Krause has made a critical intervention in this direction with Strang, suggesting
that, ‘rather than treating water as an object of social and cultural production—something
produced through social relationships and imbued with meaning through cultural schemes—
we consider water as a generative and agentive co-constituent of relationships and meanings
in society’ (Krause & Strang 2016: 633). We, as editors of this special issue, are indebted
to this hydro-centric approach, as lives lived on water are led through engagement with
this fickle and active substance, that seafarers, boat-dwellers, divers and fishermen will tell
you has a mind of its own. It is therefore essential to consider the agency of water and its
capabilities within the actor-networks (Latour 2005) as well as human and non-human assemblages (Deleuze 1997). There is something special about the agency of a waterway: it is
palpable and physical, it demands response, action and reaction (Edgeworth 2014).
The land is full of rain and dew and water-vapour and the humidity of the air;
nothing outside of the desert is ever dry. Drying the land and managing water, keeping
it in its place, thus begins to look like a doomed struggle against a fluid entropy; a literal
and metaphorical holding back of the flood-waters, a finger in the dam, or King Canute
failing to hold back the tides. Both anthropologists, as well as other cultural and social
theorists, have developed several metaphors related to water in order to think critically
about the globalisation, mobilities, post-colonialism and post-socialism. For example, in
Zygmunt Bauman’s notion of “liquid modernity”, liquidity and fluidity, water’s properties that most catch our imagination, are central and extremely powerful metaphors:
Liquids, unlike solids, cannot easily hold their shape. Fluids, so to speak,
neither fix space nor bind time. While solids have clear spatial dimensions but
neutralize the impact, and thus downgrade significance, of time (effectively
resist its flow or render it irrelevant), fluids do not keep to any shape for long
and are constantly ready (and prone) to change it; and so for them it is the
flow of time that counts, more than the space they happen to occupy: that
space, after all, they fill but ‘for a moment’. In a sense, solids cancel time; for
liquids, on the contrary, it is mostly time that matters (Bauman 2000: 2).
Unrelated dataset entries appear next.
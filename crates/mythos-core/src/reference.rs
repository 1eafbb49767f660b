//! Short-form reference parsing.
//!
//! References are written relative to the entry that contains them:
//!
//! | form | result |
//! |---|---|
//! | `key` | `(default_extension, default_kind, key)` |
//! | `kind/key` | `(default_extension, kind, key)` |
//! | `extension/kind/key` | literal triple |

use crate::error::ResolveError;
use crate::id::EntityKey;

pub const SEPARATOR: char = '/';

/// Expand `reference` into a full [`EntityKey`] using the given defaults for
/// omitted leading segments.
pub fn resolve_reference(
    reference: &str,
    default_extension: &str,
    default_kind: &str,
) -> Result<EntityKey, ResolveError> {
    let segments: Vec<&str> = reference.split(SEPARATOR).collect();
    if segments.iter().any(|s| s.is_empty()) {
        return Err(malformed(reference));
    }
    match segments.as_slice() {
        [key] => Ok(EntityKey::new(default_extension, default_kind, *key)),
        [kind, key] => Ok(EntityKey::new(default_extension, *kind, *key)),
        [extension, kind, key] => Ok(EntityKey::new(*extension, *kind, *key)),
        _ => Err(malformed(reference)),
    }
}

/// Resolve a reference found inside `owner`, using the owner's extension and
/// kind as defaults and tagging any error with the owner.
pub fn resolve_relative(reference: &str, owner: &EntityKey) -> Result<EntityKey, ResolveError> {
    resolve_reference(reference, &owner.extension, &owner.kind).map_err(|e| e.referenced_by(owner))
}

fn malformed(reference: &str) -> ResolveError {
    ResolveError::MalformedReference {
        reference: reference.to_string(),
        referenced_by: None,
    }
}
//! Multi-parent abstract inheritance.
//!
//! Every abstract may list `parents`, each a reference resolved relative to
//! the abstract's own extension and kind. Resolution peels the dependency
//! graph one layer at a time: an entry is merged once all of its parents are
//! merged, and a pass that merges nothing while entries remain is a cycle.
//!
//! # Merge precedence
//!
//! Parents are applied in listed order onto an empty map, so a later parent
//! overwrites an earlier one. The entry's own fields are applied last and
//! win over every parent. The `parents` field itself never appears in the
//! merged output.

use std::collections::{BTreeMap, BTreeSet};

use crate::error::ResolveError;
use crate::id::EntityKey;
use crate::reference::resolve_relative;
use crate::value::{DataMap, KindMap, PARENTS_FIELD, overlay, string_list};

// ===========================================================================
// Index
// ===========================================================================

/// The fully resolved abstract set across all extensions. Immutable once
/// built.
#[derive(Debug, Clone, Default, PartialEq)]
pub struct AbstractIndex {
    extensions: BTreeSet<String>,
    entries: BTreeMap<EntityKey, DataMap>,
}

impl AbstractIndex {
    /// Look up a resolved abstract, distinguishing an unknown extension, an
    /// unknown kind within a known extension, and an unknown key.
    pub fn get_abstract(
        &self,
        extension: &str,
        kind: &str,
        key: &str,
    ) -> Result<&DataMap, ResolveError> {
        lookup(
            &self.extensions,
            &self.entries,
            &EntityKey::new(extension, kind, key),
        )
    }

    /// Resolve `reference` relative to `owner` and look it up.
    pub fn get_relative(
        &self,
        reference: &str,
        owner: &EntityKey,
    ) -> Result<&DataMap, ResolveError> {
        let target = resolve_relative(reference, owner)?;
        lookup(&self.extensions, &self.entries, &target).map_err(|e| e.referenced_by(owner))
    }

    pub fn get(&self, key: &EntityKey) -> Option<&DataMap> {
        self.entries.get(key)
    }

    pub fn iter(&self) -> impl Iterator<Item = (&EntityKey, &DataMap)> {
        self.entries.iter()
    }

    pub fn len(&self) -> usize {
        self.entries.len()
    }

    pub fn is_empty(&self) -> bool {
        self.entries.is_empty()
    }

    /// Every extension name the index was built with, including extensions
    /// that contribute no abstracts.
    pub fn extensions(&self) -> impl Iterator<Item = &str> {
        self.extensions.iter().map(String::as_str)
    }

    /// The resolved abstracts of one extension, as kind -> key -> fields.
    pub fn for_extension(&self, extension: &str) -> KindMap<DataMap> {
        let mut out = KindMap::new();
        for (key, fields) in self.entries.range(range_start(extension, "")..) {
            if key.extension != extension {
                break;
            }
            out.entry(key.kind.clone())
                .or_default()
                .insert(key.key.clone(), fields.clone());
        }
        out
    }
}

fn range_start(extension: &str, kind: &str) -> EntityKey {
    EntityKey::new(extension, kind, "")
}

fn lookup<'a>(
    extensions: &BTreeSet<String>,
    entries: &'a BTreeMap<EntityKey, DataMap>,
    target: &EntityKey,
) -> Result<&'a DataMap, ResolveError> {
    if let Some(fields) = entries.get(target) {
        return Ok(fields);
    }
    if !extensions.contains(&target.extension) {
        return Err(ResolveError::UnknownExtension {
            extension: target.extension.clone(),
            referenced_by: None,
        });
    }
    let kind_exists = entries
        .range(range_start(&target.extension, &target.kind)..)
        .next()
        .is_some_and(|(k, _)| k.extension == target.extension && k.kind == target.kind);
    if !kind_exists {
        return Err(ResolveError::UnknownKind {
            extension: target.extension.clone(),
            kind: target.kind.clone(),
            referenced_by: None,
        });
    }
    Err(ResolveError::UnknownAbstractKey {
        target: target.clone(),
        referenced_by: None,
    })
}

// ===========================================================================
// Resolution
// ===========================================================================

/// Resolve every raw abstract into its merged form.
///
/// `extensions` names every loaded extension so that references into an
/// extension without abstracts report an unknown kind rather than an
/// unknown extension.
pub fn resolve_abstracts<I, S>(
    extensions: I,
    raw: &BTreeMap<EntityKey, DataMap>,
) -> Result<AbstractIndex, ResolveError>
where
    I: IntoIterator<Item = S>,
    S: Into<String>,
{
    let mut known: BTreeSet<String> = extensions.into_iter().map(Into::into).collect();
    known.extend(raw.keys().map(|k| k.extension.clone()));

    // Parse and validate every parent reference up front so that a dangling
    // reference is reported as such and not as a cycle.
    let mut parents_of: BTreeMap<&EntityKey, Vec<EntityKey>> = BTreeMap::new();
    for (key, fields) in raw {
        let mut parents = Vec::new();
        for reference in string_list(fields, PARENTS_FIELD, key)? {
            let parent = resolve_relative(&reference, key)?;
            lookup(&known, raw, &parent).map_err(|e| e.referenced_by(key))?;
            parents.push(parent);
        }
        parents_of.insert(key, parents);
    }

    let mut resolved: BTreeMap<EntityKey, DataMap> = BTreeMap::new();
    let mut unresolved: BTreeSet<&EntityKey> = raw.keys().collect();
    let mut pass = 0usize;

    while !unresolved.is_empty() {
        pass += 1;
        let mut done = Vec::new();

        for &key in &unresolved {
            let parents = &parents_of[key];
            if !parents.iter().all(|p| resolved.contains_key(p)) {
                continue;
            }
            let mut merged = DataMap::new();
            for parent in parents {
                overlay(&mut merged, &resolved[parent]);
            }
            let mut own = raw[key].clone();
            own.remove(PARENTS_FIELD);
            overlay(&mut merged, &own);
            resolved.insert(key.clone(), merged);
            done.push(key);
        }

        if done.is_empty() {
            let remaining: Vec<EntityKey> = unresolved.iter().map(|&k| k.clone()).collect();
            let entry = find_cycle_member(&remaining[0], &unresolved, &parents_of);
            return Err(ResolveError::UnresolvableCycle { entry, remaining });
        }

        log::debug!(
            "abstract pass {pass}: resolved {}, {} remaining",
            done.len(),
            unresolved.len() - done.len()
        );
        for key in done {
            unresolved.remove(key);
        }
    }

    Ok(AbstractIndex {
        extensions: known,
        entries: resolved,
    })
}

/// Walk unresolved parents from `start` until a node repeats. The repeated
/// node lies on a cycle.
fn find_cycle_member(
    start: &EntityKey,
    unresolved: &BTreeSet<&EntityKey>,
    parents_of: &BTreeMap<&EntityKey, Vec<EntityKey>>,
) -> EntityKey {
    let mut seen = BTreeSet::new();
    let mut current = start;
    loop {
        if !seen.insert(current) {
            return current.clone();
        }
        match parents_of[current].iter().find(|p| unresolved.contains(p)) {
            Some(next) => current = next,
            None => return current.clone(),
        }
    }
}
Bauman celebrates the constant movement and change and discusses the rapidity of the mobility of people, images, information, goods, or capital as a means for the
liberation from physical spaces and places. Water is thus permeating different realms
and embodying different forms – liquid, solid, and vapour – it streams through people,
animals and plants, it forms physical water bodies, and informs various imaginative, sym-
Benjamin O. L. Bowles, Maarja Kaaristo, Nataša Rogelja Caf:
Dwelling on and with water – materialities, (im)mobilities and meanings: Introduction to the special issue
9
bolic, mythological and spiritual domains (Petrović-Šteger 2016). The watery metaphors
are also often used by the states that parallel the mobility of refugees with the flows and
flooding of water that needs to be controlled (Abid, Manan & Rahman 2017).
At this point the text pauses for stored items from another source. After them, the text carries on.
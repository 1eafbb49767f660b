//! `mythos` -- validate and inspect a Mythos content tree.
//!
//! Commands:
//! - `check` - load every extension and spawn every instance, print counts
//! - `show <reference>` - print a resolved abstract as JSON
//! - `instances` - list instances with room and exit counts
use std::path::PathBuf;

use anyhow::{Context, Result, bail};
use clap::{Parser, Subcommand};
use log::info;

use mythos_core::EntityKey;
use mythos_core::reference::{SEPARATOR, resolve_reference};
use mythos_world::{GameDataManager, spawn_instance};

#[derive(Parser)]
#[command(name = "mythos")]
#[command(about = "Validate and inspect Mythos world content")]
#[command(version)]
struct Cli {
    #[command(subcommand)]
    command: Commands,

    /// World config file, or a directory containing world.{ron,toml,json}
    #[arg(short, long, default_value = "world.toml", global = true)]
    config: PathBuf,

    /// Verbose logging (-v, -vv for more)
    #[arg(short, long, action = clap::ArgAction::Count, global = true)]
    verbose: u8,
}

#[derive(Subcommand)]
enum Commands {
    /// Load all content and report what was resolved
    Check,
    /// Print one resolved abstract
    Show {
        /// `extension/kind/key`, or shorter with --extension / --kind
        reference: String,
        /// Extension used when the reference omits it
        #[arg(short, long)]
        extension: Option<String>,
        /// Kind used when the reference omits it
        #[arg(short, long)]
        kind: Option<String>,
    },
    /// List every instance
    Instances,
}

fn main() -> Result<()> {
    let cli = Cli::parse();
    init_logging(cli.verbose);

    let mut manager = GameDataManager::from_config(&cli.config)
        .with_context(|| format!("reading config {}", cli.config.display()))?;
    let data = manager.load().context("loading game data")?;

    match cli.command {
        Commands::Check => {
            let mut spawned = 0;
            for instance in data.instances() {
                spawn_instance(instance).with_context(|| {
                    format!("spawning instance {}/{}", instance.extension, instance.name)
                })?;
                spawned += 1;
            }
            info!("spawned {spawned} instance(s)");
            println!("ok: {}", data.summary());
        }
        Commands::Show {
            reference,
            extension,
            kind,
        } => {
            let key = show_key(&reference, extension.as_deref(), kind.as_deref())?;
            let fields = data.get_abstract(&key.extension, &key.kind, &key.key)?;
            println!("{}", serde_json::to_string_pretty(fields)?);
        }
        Commands::Instances => {
            for instance in data.instances() {
                println!(
                    "{}/{}\t{} rooms\t{} exits\tclass {}",
                    instance.extension,
                    instance.name,
                    instance.room_count(),
                    instance.exit_count(),
                    instance.instance.class_path()
                );
            }
        }
    }
    Ok(())
}

/// Expand a `show` reference, refusing short forms whose omitted segments
/// have no default on the command line.
fn show_key(reference: &str, extension: Option<&str>, kind: Option<&str>) -> Result<EntityKey> {
    let segments: Vec<&str> = reference.split(SEPARATOR).collect();
    if segments.iter().all(|s| !s.is_empty()) {
        match (segments.len(), extension, kind) {
            (1 | 2, None, _) => {
                bail!("reference '{reference}' has no extension; pass --extension or a full path")
            }
            (1, _, None) => {
                bail!("reference '{reference}' has no kind; pass --kind or use kind/key")
            }
            _ => {}
        }
    }
    let key = resolve_reference(
        reference,
        extension.unwrap_or_default(),
        kind.unwrap_or_default(),
    )?;
    Ok(key)
}

fn init_logging(verbosity: u8) {
    let mut builder = env_logger::Builder::new();
    let base_level = match verbosity {
        0 => log::LevelFilter::Info,
        1 => log::LevelFilter::Debug,
        _ => log::LevelFilter::Trace,
    };
    builder.filter_level(base_level);
    // RUST_LOG, when set, refines the level chosen above.
    if let Ok(spec) = std::env::var("RUST_LOG") {
        builder.parse_filters(&spec);
    }
    let _ = builder.try_init();
}
use crate::id::EntityKey;

/// Errors raised while resolving definitions. All of them are fatal to a
/// load: no partially resolved data escapes a failing pipeline.
#[derive(Debug, Clone, PartialEq, Eq, thiserror::Error)]
pub enum ResolveError {
    /// A reference string did not split into one to three non-empty segments.
    #[error("malformed reference '{reference}'{}", at(.referenced_by))]
    MalformedReference {
        reference: String,
        referenced_by: Option<EntityKey>,
    },

    /// A reference named an extension that was never loaded.
    #[error("unknown extension '{extension}'{}", at(.referenced_by))]
    UnknownExtension {
        extension: String,
        referenced_by: Option<EntityKey>,
    },

    /// The extension exists but has no abstracts of the given kind.
    #[error("unknown kind '{kind}' in extension '{extension}'{}", at(.referenced_by))]
    UnknownKind {
        extension: String,
        kind: String,
        referenced_by: Option<EntityKey>,
    },

    /// The extension and kind exist but the key does not.
    #[error("unknown abstract '{target}'{}", at(.referenced_by))]
    UnknownAbstractKey {
        target: EntityKey,
        referenced_by: Option<EntityKey>,
    },

    /// A resolution pass made no progress. `remaining` holds every entry
    /// that could not be resolved, sorted.
    #[error("unresolvable abstract '{entry}': cycle among [{}]", join(.remaining))]
    UnresolvableCycle {
        entry: EntityKey,
        remaining: Vec<EntityKey>,
    },

    /// The class resolver rejected a class path.
    #[error("class '{path}' (kind '{kind}') could not be resolved for '{entry}'")]
    ClassResolution {
        kind: String,
        path: String,
        entry: EntityKey,
    },

    /// No class path was given and no default exists for the kind.
    #[error("no class given for '{entry}' and no default class for kind '{kind}'")]
    MissingDefaultClass { kind: String, entry: EntityKey },

    /// A reserved field holds a value of the wrong shape.
    #[error("invalid '{field}' field in '{entry}': {detail}")]
    InvalidField {
        entry: EntityKey,
        field: &'static str,
        detail: String,
    },

    /// Exits were declared for a room the instance does not define.
    #[error(
        "exits declared for unknown room '{room_kind}/{room}' in instance '{extension}/{instance}'"
    )]
    UnknownRoom {
        extension: String,
        instance: String,
        room_kind: String,
        room: String,
    },

    /// An entry inside an instance failed. `room` is the owning room
    /// (`kind/key`) when the entry is an exit.
    #[error("in instance '{extension}/{instance}'{}: {source}", in_room(.room))]
    InInstance {
        extension: String,
        instance: String,
        room: Option<String>,
        source: Box<ResolveError>,
    },
}

impl ResolveError {
    /// Attach the referencing entry to a lookup error that lacks one.
    pub fn referenced_by(mut self, entry: &EntityKey) -> Self {
        match &mut self {
            ResolveError::MalformedReference { referenced_by, .. }
            | ResolveError::UnknownExtension { referenced_by, .. }
            | ResolveError::UnknownKind { referenced_by, .. }
            | ResolveError::UnknownAbstractKey { referenced_by, .. } => {
                if referenced_by.is_none() {
                    *referenced_by = Some(entry.clone());
                }
            }
            _ => {}
        }
        self
    }

    /// Wrap this error with the instance (and owning room) it came from.
    pub fn in_instance(self, extension: &str, instance: &str, room: Option<String>) -> Self {
        ResolveError::InInstance {
            extension: extension.to_string(),
            instance: instance.to_string(),
            room,
            source: Box::new(self),
        }
    }

    /// The innermost error, below any instance context.
    pub fn root_cause(&self) -> &ResolveError {
        match self {
            ResolveError::InInstance { source, .. } => source.root_cause(),
            other => other,
        }
    }
}

fn in_room(room: &Option<String>) -> String {
    match room {
        Some(room) => format!(", exit from room '{room}'"),
        None => String::new(),
    }
}

fn at(referenced_by: &Option<EntityKey>) -> String {
    match referenced_by {
        Some(entry) => format!(" (referenced by '{entry}')"),
        None => String::new(),
    }
}

fn join(keys: &[EntityKey]) -> String {
    keys.iter()
        .map(ToString::to_string)
        .collect::<Vec<_>>()
        .join(", ")
}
Indeed, in much of the water scholarship so far, water is the Other of land, reproducing a reductive land–water dichotomy. Social scientists often tend towards a landbased, frequently sedentary perspective and look to ascertain how water is a special case
or, more extremely, a state of exception. This reinforces the idea of land as stable, hierarchically organised, capitalist, state power, and often clock-time dominated. Furthermore, describing water as liminal also implies stable categories of “water” and “land”.
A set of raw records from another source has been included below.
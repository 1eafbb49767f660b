//! Mythos Data -- reading extension content trees into raw maps.
//!
//! Data files may be RON (`.ron`), TOML (`.toml`) or JSON (`.json`). Each file
//! can hold several documents; they merge at the top level with the later
//! document winning. See [`scanner`] for the directory layout.

pub mod loader;
pub mod scanner;
pub mod source;

pub use loader::{DataLoadError, Format};
pub use scanner::scan_extension;
pub use source::{ContentSource, FsSource, MemorySource};
//! The load pipeline.
//!
//! Stages run strictly in order, each completing for every extension before
//! the next begins:
//!
//! 1. construct one [`Extension`] per source
//! 2. scan every extension's `abstracts/`
//! 3. resolve the union of all abstracts once
//! 4. scan and resolve every extension's base definitions
//! 5. scan and assemble every extension's instances
//! 6. scan and resolve every extension's templates

use std::collections::BTreeMap;

use mythos_core::abstracts::resolve_abstracts;
use mythos_core::class::{ClassRegistry, ClassResolver, DefaultClasses};
use mythos_core::extension::Extension;
use mythos_core::{DataMap, EntityKey};
use mythos_data::ContentSource;
use mythos_data::scanner::{scan_abstracts, scan_base, scan_instances, scan_templates};

use crate::error::LoadError;
use crate::game_data::GameData;

/// A content source registered under an extension name.
pub struct NamedSource<'a> {
    pub name: String,
    pub source: &'a dyn ContentSource,
}

impl<'a> NamedSource<'a> {
    pub fn new(name: impl Into<String>, source: &'a dyn ContentSource) -> Self {
        Self {
            name: name.into(),
            source,
        }
    }
}

/// Run the full pipeline over `sources`, in the given order.
///
/// A fresh [`ClassRegistry`] is built over `resolver` and dropped when the
/// load finishes. Nothing is returned unless every stage succeeds.
pub fn load_game_data(
    sources: &[NamedSource<'_>],
    defaults: DefaultClasses,
    resolver: &dyn ClassResolver,
) -> Result<GameData, LoadError> {
    // 1. Extensions
    let mut extensions: Vec<Extension> = Vec::with_capacity(sources.len());
    for named in sources {
        if let Some(first) = extensions.iter().find(|e| e.name() == named.name) {
            return Err(LoadError::DuplicateExtension {
                name: named.name.clone(),
                first: first.location().to_string(),
                second: named.source.describe(),
            });
        }
        extensions.push(Extension::new(&named.name, named.source.describe()));
    }

    // 2. Abstracts (scan)
    for (extension, named) in extensions.iter_mut().zip(sources) {
        scan_abstracts(extension, named.source)?;
    }

    // 3. Abstracts (resolve, globally)
    let raw: BTreeMap<EntityKey, DataMap> = extensions
        .iter()
        .flat_map(|e| e.abstract_entries())
        .map(|(key, fields)| (key, fields.clone()))
        .collect();
    let index = resolve_abstracts(extensions.iter().map(Extension::name), &raw)?;
    for extension in &mut extensions {
        extension.adopt_abstracts(&index);
    }
    log::debug!("resolved {} abstracts", index.len());

    let mut registry = ClassRegistry::new(resolver, defaults);

    // 4. Base
    for (extension, named) in extensions.iter_mut().zip(sources) {
        scan_base(extension, named.source)?;
        extension.resolve_base(&index, &mut registry)?;
    }

    // 5. Instances
    for (extension, named) in extensions.iter_mut().zip(sources) {
        scan_instances(extension, named.source)?;
        extension.resolve_instances(&index, &mut registry)?;
    }

    // 6. Templates
    for (extension, named) in extensions.iter_mut().zip(sources) {
        scan_templates(extension, named.source)?;
        extension.resolve_templates(&index, &mut registry)?;
    }

    for extension in &extensions {
        log::debug!("{}", extension.summary());
    }
    let data = GameData::new(extensions, index);
    log::info!("{} ({} classes bound)", data.summary(), registry.cached());
    Ok(data)
}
However, when viewed from the water, all phenomena are complex and ever-changing
vectors (Deleuze & Guattari 1988). It is clear that many people are positioned somewhere
between the solidity of land and the fluidity of water, and that their sociality comes to be
shaped by this constant negotiation and engagement. However, what of those who have
gone, to a greater or lesser extent, more or less permanently, onto the side of water? What
of those who have come to dwell on waterways, to reject the terra-centric logics of states,
to become permanently or temporarily resident on waterways?